** RECORDED DATA follows **

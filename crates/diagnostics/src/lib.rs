//! # Diagnostics
//!
//! Environment snapshotting and report rendering.
//!
//! Responsibilities:
//! - Collect a `DiagnosticSnapshot` (host, OS, uptime, memory, loaded modules)
//! - Render a `CapturedError` plus snapshot into a text `Report`

mod builder;
mod modules;
mod snapshot;

pub use builder::{format_duration, message_chain, trace_chain, type_chain, ReportBuilder, NEXT_FRAME_MARKER};
pub use modules::{loaded_modules, LoadedModule};
pub use snapshot::{DiagnosticSnapshot, EnvironmentProbe, MemoryStats, SnapshotCollector};
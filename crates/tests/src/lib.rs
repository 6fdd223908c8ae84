//! # Integration Tests
//!
//! 集成测试与端到端测试。
//!
//! 负责：
//! - 配置文件 -> ErrorReporter -> 多个真实 sink 的完整链路
//! - 通知策略与 sink 失败隔离
//! - panic hook 与 UI 通道的去重

#[cfg(test)]
mod support {
    use std::io::{BufRead, BufReader, Read, Write};
    use std::net::TcpListener;
    use std::sync::{Arc, Mutex};
    use std::thread;

    /// Minimal HTTP server recording request bodies, answers 200 to everything
    pub struct FakeEndpoint {
        pub url: String,
        pub bodies: Arc<Mutex<Vec<String>>>,
    }

    impl FakeEndpoint {
        pub fn start() -> Self {
            let listener = TcpListener::bind("127.0.0.1:0").unwrap();
            let url = format!("http://{}/bugs", listener.local_addr().unwrap());
            let bodies = Arc::new(Mutex::new(Vec::new()));
            let recorded = Arc::clone(&bodies);

            thread::spawn(move || {
                for stream in listener.incoming() {
                    let Ok(stream) = stream else { break };
                    let mut reader = BufReader::new(stream.try_clone().unwrap());
                    let mut content_length = 0usize;
                    loop {
                        let mut line = String::new();
                        if reader.read_line(&mut line).unwrap_or(0) == 0 || line == "\r\n" {
                            break;
                        }
                        if let Some((key, value)) = line.split_once(':') {
                            if key.eq_ignore_ascii_case("content-length") {
                                content_length = value.trim().parse().unwrap_or(0);
                            }
                        }
                    }
                    let mut body = vec![0u8; content_length];
                    if reader.read_exact(&mut body).is_err() {
                        continue;
                    }
                    recorded
                        .lock()
                        .unwrap()
                        .push(String::from_utf8_lossy(&body).into_owned());

                    let mut stream = stream;
                    let _ = stream
                        .write_all(b"HTTP/1.1 200 OK\r\nContent-Length: 0\r\nConnection: close\r\n\r\n");
                }
            });

            Self { url, bodies }
        }

        pub fn count(&self) -> usize {
            self.bodies.lock().unwrap().len()
        }
    }

    /// A localhost port nothing listens on
    pub fn closed_port() -> u16 {
        TcpListener::bind("127.0.0.1:0")
            .unwrap()
            .local_addr()
            .unwrap()
            .port()
    }

    /// Number of reports appended to a bug report file
    pub fn reports_in(path: &std::path::Path) -> usize {
        std::fs::read_to_string(path)
            .map(|content| content.matches("Exception classes:").count())
            .unwrap_or(0)
    }
}

#[cfg(test)]
mod config_tests {
    use contracts::NotificationPolicy;
    use config_loader::{ConfigFormat, ConfigLoader};

    #[test]
    fn test_unconfigured_http_sink_rejected_at_load() {
        let toml = r#"
[[sinks]]
name = "web"
sink_type = "http"
[sinks.params]
url = "http://localhost/bugs"
"#;
        let err = ConfigLoader::load_from_str(toml, ConfigFormat::Toml).unwrap_err();
        assert!(err.to_string().contains("query"));
    }

    #[test]
    fn test_defaults() {
        let config = ConfigLoader::load_from_str("", ConfigFormat::Toml).unwrap();
        assert_eq!(config.notification, NotificationPolicy::Ask);
        assert_eq!(config.worker_threads, 2);
        assert!(config.sinks.is_empty());
    }
}

#[cfg(test)]
mod e2e_tests {
    use std::sync::Arc;
    use std::time::Duration;

    use capture::{CaptureOutcome, ErrorReporter, FixedPrompt};
    use config_loader::{ConfigFormat, ConfigLoader};
    use contracts::{CapturedError, NotificationPolicy};
    use tempfile::tempdir;

    use crate::support::{closed_port, reports_in, FakeEndpoint};

    fn config_toml(file: &std::path::Path, url: &str, mail_port: u16, policy: &str) -> String {
        format!(
            r#"
notification = "{policy}"

[app]
name = "Image Viewer"
version = "3.2.1"

[[sinks]]
name = "bug_file"
sink_type = "file"
[sinks.params]
path = "{file}"

[[sinks]]
name = "ops_mail"
sink_type = "mail"
[sinks.params]
from = "viewer@example.com"
to = "ops@example.com"
server = "127.0.0.1"
port = "{mail_port}"

[[sinks]]
name = "web"
sink_type = "http"
[sinks.params]
url = "{url}"
query = "product=viewer&error={{report}}"
"#,
            file = file.display(),
        )
    }

    /// Config file -> reporter -> file, mail and HTTP sinks.
    ///
    /// The mail relay is unreachable; the sinks after it still deliver.
    #[tokio::test]
    async fn test_e2e_config_to_sinks() {
        let dir = tempdir().unwrap();
        let file = dir.path().join("BugReport.txt");
        let endpoint = FakeEndpoint::start();
        let toml = config_toml(&file, &endpoint.url, closed_port(), "silent");

        let config = ConfigLoader::load_from_str(&toml, ConfigFormat::Toml).unwrap();
        let reporter = ErrorReporter::from_config(&config).unwrap();
        assert_eq!(reporter.sink_names(), vec!["bug_file", "ops_mail", "web"]);

        let error = CapturedError::new("SaveError", "could not save image")
            .with_trace("at viewer::save")
            .caused_by(CapturedError::new("IoError", "permission denied").with_trace("at std::fs"));
        let summary = reporter
            .log_exception(error)
            .into_handle()
            .unwrap()
            .join()
            .await
            .unwrap();

        assert_eq!(summary.attempted, 3);
        assert_eq!(summary.delivered, 2);
        assert_eq!(summary.failed, 1);

        let content = std::fs::read_to_string(&file).unwrap();
        assert!(content.starts_with("Application:       Image Viewer\n"));
        assert!(content.contains("Exception classes:\n   IoError\n   SaveError\n"));
        assert!(content.contains("at std::fs\n--- Next Call Stack:\nat viewer::save\n"));

        assert_eq!(endpoint.count(), 1);
        let body = endpoint.bodies.lock().unwrap()[0].clone();
        assert!(body.starts_with("product=viewer&error=Application%3A"));
        assert!(body.contains("permission+denied"));

        let metrics = reporter.dispatcher().metrics();
        assert_eq!(metrics[1].0, "ops_mail");
        assert_eq!(metrics[1].1.failure_count, 1);
    }

    #[tokio::test]
    async fn test_e2e_ask_declined_sends_nothing() {
        let dir = tempdir().unwrap();
        let file = dir.path().join("BugReport.txt");
        let endpoint = FakeEndpoint::start();
        let toml = config_toml(&file, &endpoint.url, closed_port(), "ask");
        let config = ConfigLoader::load_from_str(&toml, ConfigFormat::Toml).unwrap();

        let prompt = Arc::new(FixedPrompt::decline());
        let reporter = ErrorReporter::builder()
            .with_config(&config)
            .unwrap()
            .prompt(Arc::clone(&prompt))
            .build()
            .unwrap();

        let outcome = reporter.log_exception(CapturedError::new("Failure", "bad pixel"));

        assert!(matches!(outcome, CaptureOutcome::Declined));
        assert!(reporter.settle(Duration::from_secs(5)).await);
        assert_eq!(reports_in(&file), 0);
        assert_eq!(endpoint.count(), 0);
        assert_eq!(prompt.shown().len(), 1);
        assert!(prompt.shown()[0].contains("bad pixel"));
    }

    #[tokio::test]
    async fn test_e2e_overlapping_captures_keep_file_consistent() {
        let dir = tempdir().unwrap();
        let file = dir.path().join("BugReport.txt");
        let endpoint = FakeEndpoint::start();
        let toml = config_toml(&file, &endpoint.url, closed_port(), "silent");
        let config = ConfigLoader::load_from_str(&toml, ConfigFormat::Toml).unwrap();
        let reporter = ErrorReporter::from_config(&config).unwrap();

        for i in 0..5 {
            let reporter = reporter.clone();
            std::thread::spawn(move || {
                reporter.log_exception(CapturedError::new("Worker", format!("failure {i}")))
            })
            .join()
            .unwrap();
        }

        assert!(reporter.settle(Duration::from_secs(30)).await);
        assert_eq!(reports_in(&file), 5);
        assert_eq!(endpoint.count(), 5);
        assert_eq!(reporter.stats().dispatches, 5);
    }

    /// The only test that installs the process-wide panic hook
    #[tokio::test]
    async fn test_e2e_panic_hook_and_ui_guard() {
        let dir = tempdir().unwrap();
        let file = dir.path().join("BugReport.txt");
        let endpoint = FakeEndpoint::start();
        let toml = config_toml(&file, &endpoint.url, closed_port(), "inform");
        let config = ConfigLoader::load_from_str(&toml, ConfigFormat::Toml).unwrap();

        let prompt = Arc::new(FixedPrompt::decline());
        let reporter = ErrorReporter::builder()
            .with_config(&config)
            .unwrap()
            .prompt(Arc::clone(&prompt))
            .build()
            .unwrap();
        let hook = reporter.install_panic_hook();

        // Unhandled channel
        let worker = std::thread::Builder::new()
            .name("render".to_string())
            .spawn(|| panic!("texture upload failed"))
            .unwrap();
        assert!(worker.join().is_err());
        assert!(reporter.settle(Duration::from_secs(30)).await);
        assert_eq!(reports_in(&file), 1);

        let content = std::fs::read_to_string(&file).unwrap();
        assert!(content.contains("   panic\n"));
        assert!(content.contains("   texture upload failed\n"));
        assert!(content.contains("src/lib.rs:"));

        // UI channel: reported once, not again by the hook
        reporter.set_notification_policy(NotificationPolicy::Silent);
        let value: Option<()> = reporter.guard_ui(|| -> Result<(), std::io::Error> {
            panic!("click handler failed")
        });
        assert!(value.is_none());
        assert!(reporter.settle(Duration::from_secs(30)).await);
        assert_eq!(reports_in(&file), 2);
        assert_eq!(endpoint.count(), 2);

        hook.uninstall();

        assert_eq!(
            prompt.shown(),
            vec!["An unexpected error occurred - texture upload failed"]
        );
        let content = std::fs::read_to_string(&file).unwrap();
        assert_eq!(content.matches("click handler failed").count(), 1);
    }
}
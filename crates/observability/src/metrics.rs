//! 捕获与投递指标模块
//!
//! 记录错误捕获、用户拒绝、各 sink 投递结果以及分发耗时。

use contracts::{CaptureChannel, NotificationPolicy};
use metrics::{counter, histogram};

/// 记录一次错误捕获
pub fn record_capture(channel: CaptureChannel, policy: NotificationPolicy) {
    counter!(
        "bug_reporter_captures_total",
        "channel" => channel.as_str(),
        "policy" => policy.as_str()
    )
    .increment(1);
}

/// 记录用户拒绝上报
pub fn record_declined(channel: CaptureChannel) {
    counter!(
        "bug_reporter_declined_total",
        "channel" => channel.as_str()
    )
    .increment(1);
}

/// 记录单个 sink 的投递结果
pub fn record_delivery(sink_name: &str, success: bool) {
    counter!(
        "bug_reporter_deliveries_total",
        "sink" => sink_name.to_string()
    )
    .increment(1);

    if !success {
        counter!(
            "bug_reporter_delivery_failures_total",
            "sink" => sink_name.to_string()
        )
        .increment(1);
    }
}

/// 记录一次完整分发 (构建报告 + 全部 sink) 的耗时
pub fn record_dispatch_duration_ms(duration_ms: f64) {
    histogram!("bug_reporter_dispatch_duration_ms").record(duration_ms);
}

/// 分发统计聚合器
///
/// 在内存中聚合，便于进程退出前输出摘要。
#[derive(Debug, Clone, Default)]
pub struct DispatchStats {
    /// 分发次数
    pub dispatches: u64,

    /// 成功投递总数
    pub delivered: u64,

    /// 失败投递总数
    pub failed: u64,

    /// 分发耗时统计 (毫秒)
    pub duration_ms: RunningStats,
}

impl DispatchStats {
    /// 创建新的聚合器
    pub fn new() -> Self {
        Self::default()
    }

    /// 更新聚合统计
    pub fn update(&mut self, delivered: usize, failed: usize, duration_ms: f64) {
        self.dispatches += 1;
        self.delivered += delivered as u64;
        self.failed += failed as u64;
        self.duration_ms.push(duration_ms);
    }

    /// 失败率 (%)
    pub fn failure_rate(&self) -> f64 {
        let total = self.delivered + self.failed;
        if total == 0 {
            0.0
        } else {
            self.failed as f64 / total as f64 * 100.0
        }
    }

    /// 重置统计
    pub fn reset(&mut self) {
        *self = Self::default();
    }
}

impl std::fmt::Display for DispatchStats {
    fn fmt(&self, f: &mut std::fmt::Formatter<'_>) -> std::fmt::Result {
        writeln!(f, "=== Dispatch Summary ===")?;
        writeln!(f, "Reports dispatched: {}", self.dispatches)?;
        writeln!(f, "Deliveries: {}", self.delivered)?;
        writeln!(
            f,
            "Failed deliveries: {} ({:.2}%)",
            self.failed,
            self.failure_rate()
        )?;
        writeln!(
            f,
            "Dispatch time (ms): {}",
            StatsSummary::from(&self.duration_ms)
        )
    }
}

/// 统计摘要
#[derive(Debug, Clone, Default)]
pub struct StatsSummary {
    pub count: u64,
    pub min: f64,
    pub max: f64,
    pub mean: f64,
    pub std_dev: f64,
}

impl From<&RunningStats> for StatsSummary {
    fn from(stats: &RunningStats) -> Self {
        Self {
            count: stats.count,
            min: stats.min,
            max: stats.max,
            mean: stats.mean(),
            std_dev: stats.std_dev(),
        }
    }
}

impl std::fmt::Display for StatsSummary {
    fn fmt(&self, f: &mut std::fmt::Formatter<'_>) -> std::fmt::Result {
        if self.count == 0 {
            write!(f, "N/A")
        } else {
            write!(
                f,
                "min={:.3}, max={:.3}, mean={:.3}, std={:.3} (n={})",
                self.min, self.max, self.mean, self.std_dev, self.count
            )
        }
    }
}

/// 在线统计计算器 (Welford's algorithm)
#[derive(Debug, Clone, Default)]
pub struct RunningStats {
    count: u64,
    mean: f64,
    m2: f64,
    min: f64,
    max: f64,
}

impl RunningStats {
    /// 添加新值
    pub fn push(&mut self, value: f64) {
        self.count += 1;

        if self.count == 1 {
            self.min = value;
            self.max = value;
            self.mean = value;
            self.m2 = 0.0;
        } else {
            self.min = self.min.min(value);
            self.max = self.max.max(value);

            let delta = value - self.mean;
            self.mean += delta / self.count as f64;
            self.m2 += delta * (value - self.mean);
        }
    }

    /// 样本数量
    pub fn count(&self) -> u64 {
        self.count
    }

    /// 均值
    pub fn mean(&self) -> f64 {
        if self.count == 0 {
            0.0
        } else {
            self.mean
        }
    }

    /// 方差
    pub fn variance(&self) -> f64 {
        if self.count < 2 {
            0.0
        } else {
            self.m2 / (self.count - 1) as f64
        }
    }

    /// 标准差
    pub fn std_dev(&self) -> f64 {
        self.variance().sqrt()
    }
}
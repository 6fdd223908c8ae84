//! Configuration validation
//!
//! Rules:
//! - sink names are non-empty and unique
//! - mail/http sinks carry all required params
//! - the http query template holds exactly one report slot
//! - worker_threads > 0

use std::collections::HashSet;

use contracts::{ContractError, ReporterConfig, SinkType, REPORT_SLOT};

/// Validate a ReporterConfig
///
/// Returns the first error encountered, or Ok(()).
pub fn validate(config: &ReporterConfig) -> Result<(), ContractError> {
    validate_worker_threads(config)?;
    validate_sink_names(config)?;
    validate_sink_params(config)?;
    validate_http_templates(config)?;
    Ok(())
}

fn validate_worker_threads(config: &ReporterConfig) -> Result<(), ContractError> {
    if config.worker_threads == 0 {
        return Err(ContractError::config_validation(
            "worker_threads",
            "worker_threads must be > 0",
        ));
    }
    Ok(())
}

/// Sink names must be non-empty and unique
fn validate_sink_names(config: &ReporterConfig) -> Result<(), ContractError> {
    let mut seen = HashSet::new();
    for (idx, sink) in config.sinks.iter().enumerate() {
        if sink.name.is_empty() {
            return Err(ContractError::config_validation(
                format!("sinks[{}].name", idx),
                "sink name cannot be empty",
            ));
        }
        if !seen.insert(sink.name.as_str()) {
            return Err(ContractError::config_validation(
                format!("sinks[name={}]", sink.name),
                "duplicate sink name",
            ));
        }
    }
    Ok(())
}

fn validate_sink_params(config: &ReporterConfig) -> Result<(), ContractError> {
    for sink in &config.sinks {
        if let Some(field) = sink.missing_params().first() {
            return Err(ContractError::config_validation(
                format!("sinks[{}].params.{}", sink.name, field),
                format!("required by {:?} sink", sink.sink_type),
            ));
        }
    }
    Ok(())
}

fn validate_http_templates(config: &ReporterConfig) -> Result<(), ContractError> {
    for sink in config
        .sinks
        .iter()
        .filter(|s| s.sink_type == SinkType::Http)
    {
        let slots = sink
            .param("query")
            .map(|q| q.matches(REPORT_SLOT).count())
            .unwrap_or(0);
        if slots != 1 {
            return Err(ContractError::config_validation(
                format!("sinks[{}].params.query", sink.name),
                format!("query must contain {REPORT_SLOT} exactly once, found {slots}"),
            ));
        }
    }
    Ok(())
}

#[cfg(test)]
mod tests {
    use super::*;
    use contracts::SinkConfig;

    fn config_with(sinks: Vec<SinkConfig>) -> ReporterConfig {
        ReporterConfig {
            sinks,
            ..ReporterConfig::default()
        }
    }

    #[test]
    fn test_valid_config() {
        let config = config_with(vec![
            SinkConfig::new("file", SinkType::File),
            SinkConfig::new("web", SinkType::Http)
                .with_param("url", "http://localhost/bugs")
                .with_param("query", "error={report}"),
        ]);
        assert!(validate(&config).is_ok());
    }

    #[test]
    fn test_duplicate_sink_name() {
        let config = config_with(vec![
            SinkConfig::new("out", SinkType::File),
            SinkConfig::new("out", SinkType::EventLog),
        ]);
        let err = validate(&config).unwrap_err();
        assert!(err.to_string().contains("duplicate"));
    }

    #[test]
    fn test_empty_sink_name() {
        let config = config_with(vec![SinkConfig::new("", SinkType::File)]);
        assert!(validate(&config).is_err());
    }

    #[test]
    fn test_mail_missing_server() {
        let config = config_with(vec![SinkConfig::new("mail", SinkType::Mail)
            .with_param("from", "a@example.com")
            .with_param("to", "b@example.com")]);
        let err = validate(&config).unwrap_err();
        assert!(err.to_string().contains("params.server"));
    }

    #[test]
    fn test_http_query_needs_single_slot() {
        let config = config_with(vec![SinkConfig::new("web", SinkType::Http)
            .with_param("url", "http://localhost/bugs")
            .with_param("query", "a={report}&b={report}")]);
        let err = validate(&config).unwrap_err();
        assert!(err.to_string().contains("found 2"));
    }

    #[test]
    fn test_zero_worker_threads() {
        let config = ReporterConfig {
            worker_threads: 0,
            ..ReporterConfig::default()
        };
        assert!(validate(&config).is_err());
    }
}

** End of RECORDED DATA **

• TASK DESCRIPTION
Which lines above hold the string "click"? Copy every one of them.

• EXERCISE RESPONSE
            panic!("click handler failed")
        assert_eq!(content.matches("click handler failed").count(), 1);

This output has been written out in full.